▶ [What is needed]: When you reach the line containing "use axum::Router;" in the entries below, start writing out each line exactly, and stop after the line containing "let traffic = LocalRouter::new();".

Collected data entries
//! API regression tests.
//!
//! Drives the full router over in-memory state: group status, shift
//! cancellation, pipeline runs and approval signals.

use std::collections::BTreeMap;
use std::sync::Arc;
use std::time::Duration;

use axum::Router;
use axum::body::Body;
use axum::http::{Request, StatusCode};
use tower::ServiceExt;

use cutover_api::build_router;
use cutover_core::{DeploymentConfig, RevisionArtifacts, ServiceRef, TargetRef};
use cutover_pipeline::{Orchestrator, OrchestratorSettings, PipelineDefinition, StaticSource};
use cutover_rollout::{AllowAll, DeploymentGroup, LocalScheduler, TrafficShifter};
use cutover_routing::{LocalRouter, RoutingTargetPair};
use cutover_state::StateStore;

struct Harness {
    router: Router,
    traffic: LocalRouter,
    orchestrator: Arc<Orchestrator>,
}

fn harness() -> Harness {
    let store = StateStore::open_in_memory().unwrap();
    let traffic = LocalRouter::new();
    let group = |id: &str, config: DeploymentConfig| {
        let pair = RoutingTargetPair::new(
            id,
            TargetRef::new(format!("{id}-a")),
            TargetRef::new(format!("{id}-b")),
            Arc::new(traffic.clone()),
        );
        Arc::new(
            DeploymentGroup::new(
                id,
                ServiceRef::new("main", id),
                config,
                pair,
                Arc::new(AllowAll),
                TrafficShifter::default(),
            )
            .with_store(store.clone()),
        )
    };
    let groups = vec![
        group("latest", DeploymentConfig::new("Canary50Percent2Minutes", 50, 2)),
        group("stable", DeploymentConfig::new("AllAtOnce", 100, 0)),
    ];

    let artifacts = RevisionArtifacts::new(
        "registry/app:v2",
        serde_json::json!({"containerDefinitions": [{"image": "<ImageURI>"}]}),
        BTreeMap::new(),
    );
    let orchestrator = Arc::new(
        Orchestrator::new(
            PipelineDefinition::multi_stage("multi-stage-canary", "latest", "stable"),
            groups,
            Arc::new(StaticSource::new(artifacts)),
            Arc::new(LocalScheduler::new()),
            store.clone(),
            OrchestratorSettings::default(),
        )
        .unwrap(),
    );

    Harness {
        router: build_router(store, orchestrator.clone()),
        traffic,
        orchestrator,
    }
}

async fn send(
    router: &Router,
    method: &str,
    uri: &str,
    body: Option<serde_json::Value>,
) -> (StatusCode, serde_json::Value) {
    let mut req = Request::builder().method(method).uri(uri);
    let body = match body {
        Some(json) => {
            req = req.header("content-type", "application/json");
            Body::from(serde_json::to_vec(&json).unwrap())
        }
        None => Body::empty(),
    };
    let resp = router.clone().oneshot(req.body(body).unwrap()).await.unwrap();
    let status = resp.status();
    let bytes = axum::body::to_bytes(resp.into_body(), usize::MAX)
        .await
        .unwrap();
    let json = if bytes.is_empty() {
        serde_json::Value::Null
    } else {
        serde_json::from_slice(&bytes).unwrap()
    };
    (status, json)
}

async fn wait_for_approval(orchestrator: &Orchestrator, run_id: &str) {
    while !orchestrator.approvals().is_pending(run_id) {
        tokio::time::sleep(Duration::from_millis(10)).await;
    }
}

async fn wait_for_finish(router: &Router, run_id: &str) -> serde_json::Value {
    loop {
        let (status, body) = send(router, "GET", &format!("/api/v1/runs/{run_id}"), None).await;
        assert_eq!(status, StatusCode::OK);
        if body["data"]["status"]["status"] != "running" {
            return body["data"].clone();
        }
        tokio::time::sleep(Duration::from_millis(10)).await;
    }
}

#[tokio::test]
async fn api_lists_groups_at_full_primary() {
    let h = harness();

    let (status, body) = send(&h.router, "GET", "/api/v1/groups", None).await;
    assert_eq!(status, StatusCode::OK);
    assert_eq!(body["success"], true);
    assert_eq!(body["data"].as_array().unwrap().len(), 2);

    let (status, body) = send(&h.router, "GET", "/api/v1/groups/latest", None).await;
    assert_eq!(status, StatusCode::OK);
    assert_eq!(body["data"]["primary"], "latest-a");
    assert_eq!(body["data"]["weights"]["primary"], 100);
    assert_eq!(body["data"]["weights"]["secondary"], 0);
    assert_eq!(body["data"]["deployment_config"], "Canary50Percent2Minutes");
}

#[tokio::test]
async fn api_unknown_group_is_not_found() {
    let h = harness();

    let (status, body) = send(&h.router, "GET", "/api/v1/groups/canary", None).await;
    assert_eq!(status, StatusCode::NOT_FOUND);
    assert_eq!(body["success"], false);
    assert_eq!(body["error"], "group not found");

    let (status, _) = send(&h.router, "POST", "/api/v1/groups/canary/reset", None).await;
    assert_eq!(status, StatusCode::NOT_FOUND);
}

#[tokio::test]
async fn api_cancel_without_shift_conflicts() {
    let h = harness();
    let (status, body) = send(&h.router, "POST", "/api/v1/groups/stable/cancel", None).await;
    assert_eq!(status, StatusCode::CONFLICT);
    assert!(body["error"].as_str().unwrap().contains("no active shift"));
}

#[tokio::test(start_paused = true)]
async fn api_run_through_approval() {
    let h = harness();

    let (status, body) = send(&h.router, "POST", "/api/v1/runs", None).await;
    assert_eq!(status, StatusCode::CREATED);
    let run_id = body["data"]["run_id"].as_str().unwrap().to_string();
    assert_eq!(body["data"]["stages"].as_array().unwrap().len(), 4);

    wait_for_approval(&h.orchestrator, &run_id).await;
    let (_, body) = send(&h.router, "GET", "/api/v1/approvals", None).await;
    assert_eq!(body["data"][0], run_id.as_str());

    let (status, _) = send(
        &h.router,
        "POST",
        &format!("/api/v1/runs/{run_id}/approval"),
        Some(serde_json::json!({"decision": "approve", "actor": "oncall"})),
    )
    .await;
    assert_eq!(status, StatusCode::OK);

    let run = wait_for_finish(&h.router, &run_id).await;
    assert_eq!(run["status"]["status"], "succeeded");

    let (_, body) = send(&h.router, "GET", "/api/v1/groups/stable", None).await;
    assert_eq!(body["data"]["primary"], "stable-b");
    assert_eq!(body["data"]["state"], "succeeded");

    let (_, body) = send(&h.router, "GET", "/api/v1/groups/latest/shifts", None).await;
    assert_eq!(body["data"].as_array().unwrap().len(), 1);
    assert_eq!(body["data"][0]["outcome"]["state"], "succeeded");

    let (_, body) = send(&h.router, "GET", "/api/v1/runs", None).await;
    assert_eq!(body["data"].as_array().unwrap().len(), 1);
}

#[tokio::test(start_paused = true)]
async fn api_rejection_leaves_stable_untouched() {
    let h = harness();

    let (_, body) = send(&h.router, "POST", "/api/v1/runs", None).await;
    let run_id = body["data"]["run_id"].as_str().unwrap().to_string();
    wait_for_approval(&h.orchestrator, &run_id).await;

    let (status, _) = send(
        &h.router,
        "POST",
        &format!("/api/v1/runs/{run_id}/approval"),
        Some(serde_json::json!({"decision": "reject", "comment": "p99 regression"})),
    )
    .await;
    assert_eq!(status, StatusCode::OK);

    let run = wait_for_finish(&h.router, &run_id).await;
    assert_eq!(run["status"]["status"], "failed");
    assert_eq!(run["status"]["stage"], "Approve");
    assert!(h.traffic.history("stable").is_empty());
}

#[tokio::test(start_paused = true)]
async fn api_cancel_rolls_back_the_latest_shift() {
    let h = harness();

    let (_, body) = send(&h.router, "POST", "/api/v1/runs", None).await;
    let run_id = body["data"]["run_id"].as_str().unwrap().to_string();

    let group = h.orchestrator.group("latest").unwrap().clone();
    while group.record().bake_deadline.is_none() {
        tokio::time::sleep(Duration::from_millis(10)).await;
    }
    let (status, body) = send(&h.router, "POST", "/api/v1/groups/latest/cancel", None).await;
    assert_eq!(status, StatusCode::OK);
    assert!(body["data"]["shift_id"].is_string());

    let run = wait_for_finish(&h.router, &run_id).await;
    assert_eq!(run["status"]["stage"], "latestDeploy");
    assert_eq!(run["status"]["kind"], "rolled_back");
    assert_eq!(
        h.traffic.weights_for("latest").unwrap(),
        vec![(TargetRef::new("latest-a"), 100), (TargetRef::new("latest-b"), 0)]
    );
}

▶ [Result of the task]:
use axum::Router;
use axum::body::Body;
use axum::http::{Request, StatusCode};
use tower::ServiceExt;

use cutover_api::build_router;
use cutover_core::{DeploymentConfig, RevisionArtifacts, ServiceRef, TargetRef};
use cutover_pipeline::{Orchestrator, OrchestratorSettings, PipelineDefinition, StaticSource};
use cutover_rollout::{AllowAll, DeploymentGroup, LocalScheduler, TrafficShifter};
use cutover_routing::{LocalRouter, RoutingTargetPair};
use cutover_state::StateStore;

struct Harness {
    router: Router,
    traffic: LocalRouter,
    orchestrator: Arc<Orchestrator>,
}

fn harness() -> Harness {
    let store = StateStore::open_in_memory().unwrap();
    let traffic = LocalRouter::new();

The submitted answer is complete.